# Why is there so much sugar in some savoury foods?



## robert@fm (Apr 22, 2016)

Article. 

Of course, as usual the _real_ question is, why is there so much emphasis on the red herring of "sugar", especially the "natural" _vs._ "added" sugar nonsense, when it's total carbohydrates (of which sugar is just one) that matter?


----------



## Diabeticliberty (Apr 22, 2016)

I feel that I must point out that this is because sugar is the new sex scandal celebrity headline, banking crisis, footballer taking drugs, PPI scandal, Freddie Starr ate my hamster.

The media just love giving us something to focus negative feelings about so that they can sell a bit more advertising space on the back of the headlines.

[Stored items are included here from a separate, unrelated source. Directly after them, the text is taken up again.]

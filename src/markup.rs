use maud::{DOCTYPE, Markup, html};

pub struct DemoManga<'a> {
    pub id: &'a str,
    pub title: &'a str,
}

pub fn rating_widget(manga_id: &str, stars: u32) -> Markup {
    html! {
        div class="rating-stars" data-manga-id=(manga_id) {
            @for _ in 0..stars {
                span class="star" { "★" }
            }
        }
    }
}

pub fn rate_button(manga_id: &str) -> Markup {
    html! {
        button type="button" class="btn rate-btn" data-rate-for=(manga_id) { "Rate" }
    }
}

pub fn search_form(action: &str) -> Markup {
    html! {
        form class="search-form" method="get" action=(action) {
            input class="search-input" type="text" name="q" placeholder="Search manga...";
            button class="search-btn" type="submit" {
                span class="btn-text" { "Search" }
                span class="loading" style="display: none;" {}
            }
        }
    }
}

pub fn sample_titles(titles: &[&str]) -> Markup {
    html! {
        div class="sample-titles" {
            @for title in titles {
                span class="sample-title" { (title) }
            }
        }
    }
}

pub fn manga_card(manga: &DemoManga<'_>) -> Markup {
    html! {
        article class="card" {
            h3 class="card-title" { (manga.title) }
            (rating_widget(manga.id, crate::rating::DEFAULT_STAR_COUNT))
            (rate_button(manga.id))
        }
    }
}

pub fn demo_page(titles: &[&str], mangas: &[DemoManga<'_>]) -> String {
    let markup = html! {
        (DOCTYPE)
        html lang="en" {
            head {
                meta charset="utf-8";
                title { "Manga Recommendations" }
            }
            body {
                main class="container" {
                    (search_form("/search"))
                    (sample_titles(titles))
                    section class="results" {
                        @for manga in mangas {
                            (manga_card(manga))
                        }
                    }
                }
            }
        }
    };
    markup.into_string()
}
use std::cell::RefCell;

use kuchiki::NodeRef;

use crate::builtin;
use crate::dom::{self, Page};
use crate::notify::{self, Severity};
use crate::storage::Storage;
use crate::theme;

pub struct UiRuntime {
    page: Page,
    storage: Box<dyn Storage>,
    focused: RefCell<Option<NodeRef>>,
}

impl UiRuntime {
    pub fn new(page: Page, storage: Box<dyn Storage>) -> Self {
        Self {
            page,
            storage,
            focused: RefCell::new(None),
        }
    }

    pub fn page(&self) -> &Page {
        &self.page
    }

    pub fn storage(&self) -> &dyn Storage {
        self.storage.as_ref()
    }

    pub fn focus(&self, node: &NodeRef) {
        *self.focused.borrow_mut() = Some(node.clone());
    }

    pub fn active_element(&self) -> Option<NodeRef> {
        self.focused
            .borrow()
            .as_ref()
            .filter(|n| dom::is_attached(n))
            .cloned()
    }

    pub fn inject_notification_styles(&self) {
        let selector = format!("style#{}", builtin::NOTIFICATION_KEYFRAMES_ID);
        if self.page.select_first(&selector).is_some() {
            return;
        }
        let Some(head) = self.page.head() else {
            tracing::debug!("no <head>; skipping keyframes injection");
            return;
        };
        let markup = maud::html! {
            style id=(builtin::NOTIFICATION_KEYFRAMES_ID) {
                (maud::PreEscaped(builtin::NOTIFICATION_KEYFRAMES_CSS))
            }
        };
        for node in dom::parse_fragment(&markup.into_string()) {
            head.append(node);
        }
    }

    pub fn load_theme(&self) {
        theme::load_theme(&self.page, self.storage())
    }

    pub fn toggle_theme(&self) -> theme::Theme {
        theme::toggle_theme(&self.page, self.storage())
    }

    pub fn show_notification(&self, message: &str, severity: Severity) -> Option<NodeRef> {
        notify::show_notification(&self.page, message, severity)
    }
}

#[cfg(test)]
mod tests {
    use super::*;
    use crate::storage::MemoryStorage;

    #[test]
    fn keyframes_injected_once() {
        let rt = UiRuntime::new(
            Page::parse("<html><head><title>x</title></head><body></body></html>"),
            Box::new(MemoryStorage::new()),
        );
        rt.inject_notification_styles();
        rt.inject_notification_styles();
        let styles = rt.page().select_all("head style");
        assert_eq!(styles.len(), 1);
        let css = styles[0].text_contents();
        assert!(css.contains("@keyframes slideInRight"));
        assert!(css.contains("@keyframes slideOutRight"));
    }

    #[test]
    fn focus_forgets_detached_nodes() {
        let rt = UiRuntime::new(
            Page::parse(r#"<input id="q">"#),
            Box::new(MemoryStorage::new()),
        );
        let input = rt.page().select_first("#q").unwrap();
        rt.focus(&input);
        assert!(rt.active_element().is_some_and(|n| n == input));
        input.detach();
        assert!(rt.active_element().is_none());
    }
}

Sorry, Friday is big cynic day for me


----------



## Robin (Apr 22, 2016)

And whoever would eat 100g of Ketchup at one sitting?


----------



## Vicsetter (Apr 22, 2016)

And no product in the article has as much as white bread (well carb content anyway).  
Who can complain that a sweet and sour sauce has sugar in it, maybe it will be branded as sour and sourer sauce.


----------



## Northerner (Apr 22, 2016)

Vicsetter said:


> And no product in the article has as much as white bread (well carb content anyway).
> Who can complain that a sweet and sour sauce has sugar in it, maybe it will be branded as sour and sourer sauce.


Or 'Sour+Not sour'?


----------